NB: This implementation is therefore useless, because of the fact that it is hard to perform the computations and obtain a shape for $P^{SRWM}_q$ and then one has to implement some approximations in order to retrieve a consistent chain. In my code I therefore show that this implementation (introducing a semplification) is useless.

Rao-Blackwellised algorithm (Rao, in file MCMC/MCMC_AM_rao.ipynb)

This algorithm is a very slightly modification of the previous one: here, in order to solve the problem for the choice of the new value, it uses a normal sampling distribution $Y \backsim P^{Rao} = N(X_i, \Sigma_i)$ and the value is accepted with probability $\alpha(X_{t-1}, X_t)$, otherwise take $X_t = X_{t-1}$, as done in the Simple MCMC.

In this algorithm one has also the choice of the sequence $\gamma_{i+1}$, therefore I tried to implement some non-decreasing functions, such as an exponential decreasing or the reciprocal function rescaled: one can choose a series at will and optimize the evolution of the chain.

Useful adaptation (Haario): In many applications (and I tried it as well), the mean is corrected recursively and similarly the covariance matrix update $C_i = s_d \cdot \Sigma_i$ follows:

$$ C_t = \begin{cases} C_0 \hspace{41.5 mm} \text{for} \ t \leq t_0 \\ s_d \left[\text{cov}(x_0, \dots, x_{t-1}) + \epsilon I_d\right] \hspace{5 mm} \text{for} \ t > t_0 \end{cases} $$

And it is found to be $s_d = \frac{2.38}{d^2}$ with $d$ dimension of the sampled distribution $[1]$ and $\epsilon$ is a small parameter, much smaller with respect to the typical dimensionality of the distribution.

Global adaptive scaling algorithm (GAM, in file MCMC/MCMC_AM_global.ipynb)

In the previous implementations, the covariance matrix was able to reshape itself, but it was not so able to change the variance in the many dimentions, leading to some problems in the increase of the acceptance rate.
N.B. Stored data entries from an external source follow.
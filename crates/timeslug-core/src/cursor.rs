//! Deterministic read cursor over a 32-byte entropy buffer.
//!
//! The synthesis grammar treats entropy as a stream of decision bytes.
//! Each derivation owns its own cursor, so concurrent derivations share
//! nothing mutable. Positions past 31 wrap around and reuse earlier bytes
//! against different choice tables.

use timeslug_types::Entropy;

/// A per-derivation read position into an [`Entropy`] buffer.
#[derive(Clone, Debug)]
pub struct EntropyCursor<'a> {
    entropy: &'a Entropy,
    position: usize,
}

impl<'a> EntropyCursor<'a> {
    /// Creates a cursor at position 0.
    pub fn new(entropy: &'a Entropy) -> Self {
        Self::at(entropy, 0)
    }

    /// Creates a cursor at `position`.
    pub fn at(entropy: &'a Entropy, position: usize) -> Self {
        Self { entropy, position }
    }

    /// Current position (not reduced modulo 32).
    pub fn position(&self) -> usize {
        self.position
    }

    /// Moves the cursor to `position`.
    pub fn seek(&mut self, position: usize) {
        self.position = position;
    }

    /// Reads the byte at the current position and advances by one.
    pub fn next_byte(&mut self) -> u8 {
        let byte = self.entropy.byte_at(self.position);
        self.position += 1;
        byte
    }

    /// Selects `choices[byte % len]` using the next byte.
    ///
    /// `choices` must be non-empty; every grammar table is.
    pub fn pick<'t>(&mut self, choices: &[&'t str]) -> &'t str {
        debug_assert!(!choices.is_empty(), "pick from an empty table");
        let byte = self.next_byte();
        choices[usize::from(byte) % choices.len()]
    }
}

#[cfg(test)]
mod tests {
    use super::*;

    fn counting_entropy() -> Entropy {
        let mut bytes = [0u8; 32];
        for (i, b) in bytes.iter_mut().enumerate() {
            *b = i as u8;
        }
        Entropy::new(bytes)
    }

    #[test]
    fn next_byte_advances() {
        let entropy = counting_entropy();
        let mut cursor = EntropyCursor::new(&entropy);
        assert_eq!(cursor.next_byte(), 0);
        assert_eq!(cursor.next_byte(), 1);
        assert_eq!(cursor.position(), 2);
    }

    #[test]
    fn positions_wrap_modulo_32() {
        let entropy = counting_entropy();
        let mut cursor = EntropyCursor::at(&entropy, 31);
        assert_eq!(cursor.next_byte(), 31);
        assert_eq!(cursor.next_byte(), 0);
        assert_eq!(cursor.position(), 33);
    }

    #[test]
    fn pick_uses_byte_modulo_len() {
        let entropy = counting_entropy();
        let mut cursor = EntropyCursor::at(&entropy, 7);
        assert_eq!(cursor.pick(&["a", "b", "c"]), "b");
        assert_eq!(cursor.pick(&["a", "b", "c"]), "c");
        assert_eq!(cursor.position(), 9);
    }

    #[test]
    fn seek_repositions() {
        let entropy = counting_entropy();
        let mut cursor = EntropyCursor::new(&entropy);
        cursor.seek(20);
        assert_eq!(cursor.next_byte(), 20);
    }

    #[test]
    fn cursors_are_independent() {
        let entropy = counting_entropy();
        let mut a = EntropyCursor::new(&entropy);
        let mut b = EntropyCursor::new(&entropy);
        a.next_byte();
        a.next_byte();
        assert_eq!(b.next_byte(), 0);
        assert_eq!(a.position(), 2);
    }
}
In the global-adaptive scaling algorithm there is the introduction of a global parameter that is able to scale the covariance matrix: $\lambda_i$, which is taken into account when evaluating $Y \backsim P^{GAM} = N(X_i, \lambda_i \cdot \Sigma_i)$

$$ \begin{cases} \mu_{i+1} = \mu_i + \gamma_{i+1} (X_{i+1} - \mu_i) \\ \Sigma_{i+1} = \Sigma_i + \gamma_{i+1} ((X_{i+1} - \mu_i) \cdot (X_{i+1} - \mu_i)^T - \Sigma_i) \\ \text{log}\left(\lambda_{i+1}\right) = \text{log}\left(\lambda_i\right) + \gamma_{i+1} \left(\alpha(X_i, X_{i+1}) - \bar{\alpha}\right) \end{cases} $$

where $\bar{\alpha}$ is the mean of the previous $\alpha \text{'s}$ that have been evaluated for the previous points. This allows to:

  • enlarge the variances if $\alpha(X_{t-1}, Y) > \bar{\alpha}$
  • decrease them otherwise

Results

In order to check the improvements of the introduced implementations, I run all the algorithms (available in "class.hmm") and made them run for some iterations. I only used algorithms from the introduction of the mtvnorm package and using the same number of "burn_in" and "total" steps. I divide then the performances based on the searched distribution and on the hyperparameters used, such as the number of "burn_in" and "total" steps.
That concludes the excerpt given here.